Title: The role of CPSF30 in 3’ RNA processing of Medicago sativa

item GAFFNEY, B - University Of Kentucky
item Dinkins, Randy
item HUNT, A - University Of Kentucky

Submitted to: Plant and Animal Genome Conference
Publication Type: Abstract Only
Publication Acceptance Date: 11/1/2010
Publication Date: 1/15/2011
Citation: Gaffney, B., Dinkins, R.D., Hunt, A.G. 2011. The role of CPSF30 in 3’ RNA processing of Medicago sativa. Plant and Animal Genome Conference. P412: Legumes, Soybeans, Common Beans.

Interpretive Summary:

Technical Abstract: CPSF30 is a component in 3’ RNA processing that has been well characterized in Arabidopsis thaliana. In this study the gene for CPSF30 has been cloned out of Medicago truncatula and Medicago sativa. A large region within the gene exhibits significant conservation between A. thaliana and both Medicago species.
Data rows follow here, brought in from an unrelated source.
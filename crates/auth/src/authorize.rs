use serde::Serialize;
use thiserror::Error;

use crate::{Permission, PrincipalId, Role, permissions_for_roles};

/// A fully resolved principal for authorization decisions.
///
/// Built by the transport layer from verified claims; holds the effective
/// permissions so checks need no further lookups.
#[derive(Debug, Clone, PartialEq, Eq)]
pub struct Principal {
    pub principal_id: PrincipalId,
    pub roles: Vec<Role>,
    pub permissions: Vec<Permission>,
}

impl Principal {
    /// Resolve permissions from roles using the static role policy.
    pub fn from_roles(principal_id: PrincipalId, roles: Vec<Role>) -> Self {
        let permissions = permissions_for_roles(&roles);
        Self {
            principal_id,
            roles,
            permissions,
        }
    }
}

#[derive(Debug, Error, Clone, PartialEq, Eq)]
pub enum AuthzError {
    #[error("forbidden: missing permission '{0}'")]
    Forbidden(String),
}

/// Proof that `principal_id` was granted `permission`.
///
/// Only [`authorize`] mints capabilities. Operations that need a permission
/// take a `&Capability` argument and check [`Capability::permits`], so the
/// grant travels explicitly with the call.
#[derive(Debug, Clone, PartialEq, Eq, Serialize)]
pub struct Capability {
    principal_id: PrincipalId,
    permission: Permission,
}

impl Capability {
    pub fn principal_id(&self) -> PrincipalId {
        self.principal_id
    }

    pub fn permission(&self) -> &Permission {
        &self.permission
    }

    pub fn permits(&self, required: &Permission) -> bool {
        &self.permission == required
    }
}

/// Authorize a principal for one permission.
///
/// - No IO
/// - No panics
/// - No business logic (pure policy check)
pub fn authorize(principal: &Principal, required: &Permission) -> Result<Capability, AuthzError> {
    let granted = principal
        .permissions
        .iter()
        .any(|p| p.is_wildcard() || p == required);

    if granted {
        Ok(Capability {
            principal_id: principal.principal_id,
            permission: required.clone(),
        })
    } else {
        Err(AuthzError::Forbidden(required.as_str().to_string()))
    }
}
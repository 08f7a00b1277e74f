//! Infrastructure layer: order storage, dispatch commit, scan sessions, config.

pub mod config;
pub mod dispatch_committer;
pub mod order_store;
pub mod scan_service;
pub mod workers;

pub use config::{AppConfig, ConfigError};
pub use dispatch_committer::{CommitError, CommitOutcome, DispatchCommitter};
pub use order_store::{
    ConditionalDispatch, InMemoryOrderStore, OrderFilter, OrderStore, OrderStoreError,
    PostgresOrderStore,
};
pub use scan_service::{
    BeginScan, OrderSummary, PartLine, ScanError, ScanReport, ScanService, SessionView,
};
pub use workers::{SessionSweeper, WorkerHandle};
This area of the gene was cloned out and 5’ and 3’ RACE were used to get each full length gene. CPSF30 from A. thaliana has been shown to possess three CCCH type zinc fingers, with the first implicated in RNA binding and the third in RNA cleavage. Amino acid alignments showed the zinc finger regions were conserved and it was hypothesized that CPSF30 from both Medicago species would bind RNA and cleave RNA. The M. sativa protein was expressed in E. coli and the purified protein was found to bind RNA. CPSF30 knockouts have been produced in Medicago sativa. Preliminary data suggests that the absence of CPSF30 expression results in a distinct root phenotype. The CPSF30 knockout plants were crossed with a cultivar, Spreader4, which is an agriculturally relevant variety. It has been determined that the knockout vector is present in the hybrid progeny and phenotypes are still being evaluated. High throughput sequencing was used to compare the 3’ ends of the Medicago sativa control and RNAi lines. Preliminary data shows distinct trends in 3’ UTR sequences suggesting that CPSF30 is intricately involved in poly-A track placement.